→ Task to carry out:
Report every line of the records below that contains the word "space".
----------------------------------------
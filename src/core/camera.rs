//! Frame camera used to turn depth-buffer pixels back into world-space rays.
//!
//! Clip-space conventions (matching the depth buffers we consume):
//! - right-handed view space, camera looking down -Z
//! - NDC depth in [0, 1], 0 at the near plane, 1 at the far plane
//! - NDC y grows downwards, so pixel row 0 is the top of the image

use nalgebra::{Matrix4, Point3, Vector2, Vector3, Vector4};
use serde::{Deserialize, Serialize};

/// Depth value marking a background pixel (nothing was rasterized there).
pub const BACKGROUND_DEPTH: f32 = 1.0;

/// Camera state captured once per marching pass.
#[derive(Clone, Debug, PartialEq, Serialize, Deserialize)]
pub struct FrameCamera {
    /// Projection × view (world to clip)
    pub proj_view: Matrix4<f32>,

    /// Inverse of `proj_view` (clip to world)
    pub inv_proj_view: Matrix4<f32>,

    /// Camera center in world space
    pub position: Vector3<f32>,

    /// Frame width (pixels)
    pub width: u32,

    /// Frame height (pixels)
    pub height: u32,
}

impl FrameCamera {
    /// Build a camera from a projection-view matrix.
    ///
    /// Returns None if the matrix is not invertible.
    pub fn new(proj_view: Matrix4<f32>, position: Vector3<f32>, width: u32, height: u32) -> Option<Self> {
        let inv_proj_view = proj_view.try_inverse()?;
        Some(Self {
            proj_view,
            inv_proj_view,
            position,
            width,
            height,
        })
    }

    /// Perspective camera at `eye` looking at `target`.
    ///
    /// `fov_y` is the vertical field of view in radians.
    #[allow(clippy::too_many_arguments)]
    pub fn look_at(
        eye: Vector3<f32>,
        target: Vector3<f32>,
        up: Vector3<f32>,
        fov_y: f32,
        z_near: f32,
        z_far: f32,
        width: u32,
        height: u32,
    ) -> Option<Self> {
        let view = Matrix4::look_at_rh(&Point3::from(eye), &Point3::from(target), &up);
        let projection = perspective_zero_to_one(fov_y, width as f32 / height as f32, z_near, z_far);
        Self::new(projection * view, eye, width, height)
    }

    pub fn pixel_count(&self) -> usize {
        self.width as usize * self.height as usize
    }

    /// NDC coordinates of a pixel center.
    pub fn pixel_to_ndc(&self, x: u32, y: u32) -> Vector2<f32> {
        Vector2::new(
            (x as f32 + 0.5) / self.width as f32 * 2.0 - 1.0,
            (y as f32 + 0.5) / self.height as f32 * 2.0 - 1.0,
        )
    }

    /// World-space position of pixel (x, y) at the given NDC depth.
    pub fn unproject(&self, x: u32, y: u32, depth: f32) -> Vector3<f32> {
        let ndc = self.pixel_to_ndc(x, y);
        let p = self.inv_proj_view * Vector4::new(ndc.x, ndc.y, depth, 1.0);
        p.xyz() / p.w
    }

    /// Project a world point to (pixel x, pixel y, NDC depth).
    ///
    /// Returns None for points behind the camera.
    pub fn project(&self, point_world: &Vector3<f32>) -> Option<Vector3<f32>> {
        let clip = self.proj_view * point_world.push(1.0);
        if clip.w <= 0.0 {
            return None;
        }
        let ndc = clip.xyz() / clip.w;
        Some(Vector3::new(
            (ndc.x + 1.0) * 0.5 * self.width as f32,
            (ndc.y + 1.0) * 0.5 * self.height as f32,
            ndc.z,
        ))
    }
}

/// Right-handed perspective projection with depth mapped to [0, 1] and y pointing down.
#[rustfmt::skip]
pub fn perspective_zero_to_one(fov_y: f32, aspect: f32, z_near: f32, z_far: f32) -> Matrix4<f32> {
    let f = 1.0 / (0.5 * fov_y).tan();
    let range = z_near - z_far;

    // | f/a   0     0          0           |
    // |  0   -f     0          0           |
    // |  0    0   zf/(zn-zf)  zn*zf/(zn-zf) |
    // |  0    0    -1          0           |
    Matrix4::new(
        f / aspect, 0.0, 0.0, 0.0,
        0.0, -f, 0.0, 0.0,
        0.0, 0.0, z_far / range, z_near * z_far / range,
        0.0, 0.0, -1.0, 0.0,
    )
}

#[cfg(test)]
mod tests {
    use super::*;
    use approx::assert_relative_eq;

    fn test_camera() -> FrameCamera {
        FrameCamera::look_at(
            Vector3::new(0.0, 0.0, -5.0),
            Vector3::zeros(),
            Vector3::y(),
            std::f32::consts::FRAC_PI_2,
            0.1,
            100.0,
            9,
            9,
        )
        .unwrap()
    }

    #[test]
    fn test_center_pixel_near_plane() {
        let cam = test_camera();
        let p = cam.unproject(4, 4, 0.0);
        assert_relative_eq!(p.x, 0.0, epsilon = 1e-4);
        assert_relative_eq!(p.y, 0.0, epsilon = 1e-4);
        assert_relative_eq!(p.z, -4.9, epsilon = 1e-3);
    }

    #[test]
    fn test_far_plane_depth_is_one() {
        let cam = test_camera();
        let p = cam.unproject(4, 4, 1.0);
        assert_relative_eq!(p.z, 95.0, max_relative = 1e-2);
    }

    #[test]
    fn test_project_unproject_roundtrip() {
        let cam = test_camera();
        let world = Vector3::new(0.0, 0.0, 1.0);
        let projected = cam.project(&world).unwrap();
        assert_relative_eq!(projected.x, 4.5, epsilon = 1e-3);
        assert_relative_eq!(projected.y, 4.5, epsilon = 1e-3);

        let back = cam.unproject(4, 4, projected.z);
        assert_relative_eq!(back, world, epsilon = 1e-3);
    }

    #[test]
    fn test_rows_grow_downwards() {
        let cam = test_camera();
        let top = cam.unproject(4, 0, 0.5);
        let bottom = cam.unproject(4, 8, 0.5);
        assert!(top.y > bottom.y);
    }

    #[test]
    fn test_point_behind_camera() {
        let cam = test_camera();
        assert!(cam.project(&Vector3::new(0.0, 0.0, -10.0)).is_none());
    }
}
----------------------------------------
→ Answer for this exercise:
//! Frame camera used to turn depth-buffer pixels back into world-space rays.
//! Clip-space conventions (matching the depth buffers we consume):
//! - right-handed view space, camera looking down -Z
    /// Camera center in world space
    /// World-space position of pixel (x, y) at the given NDC depth.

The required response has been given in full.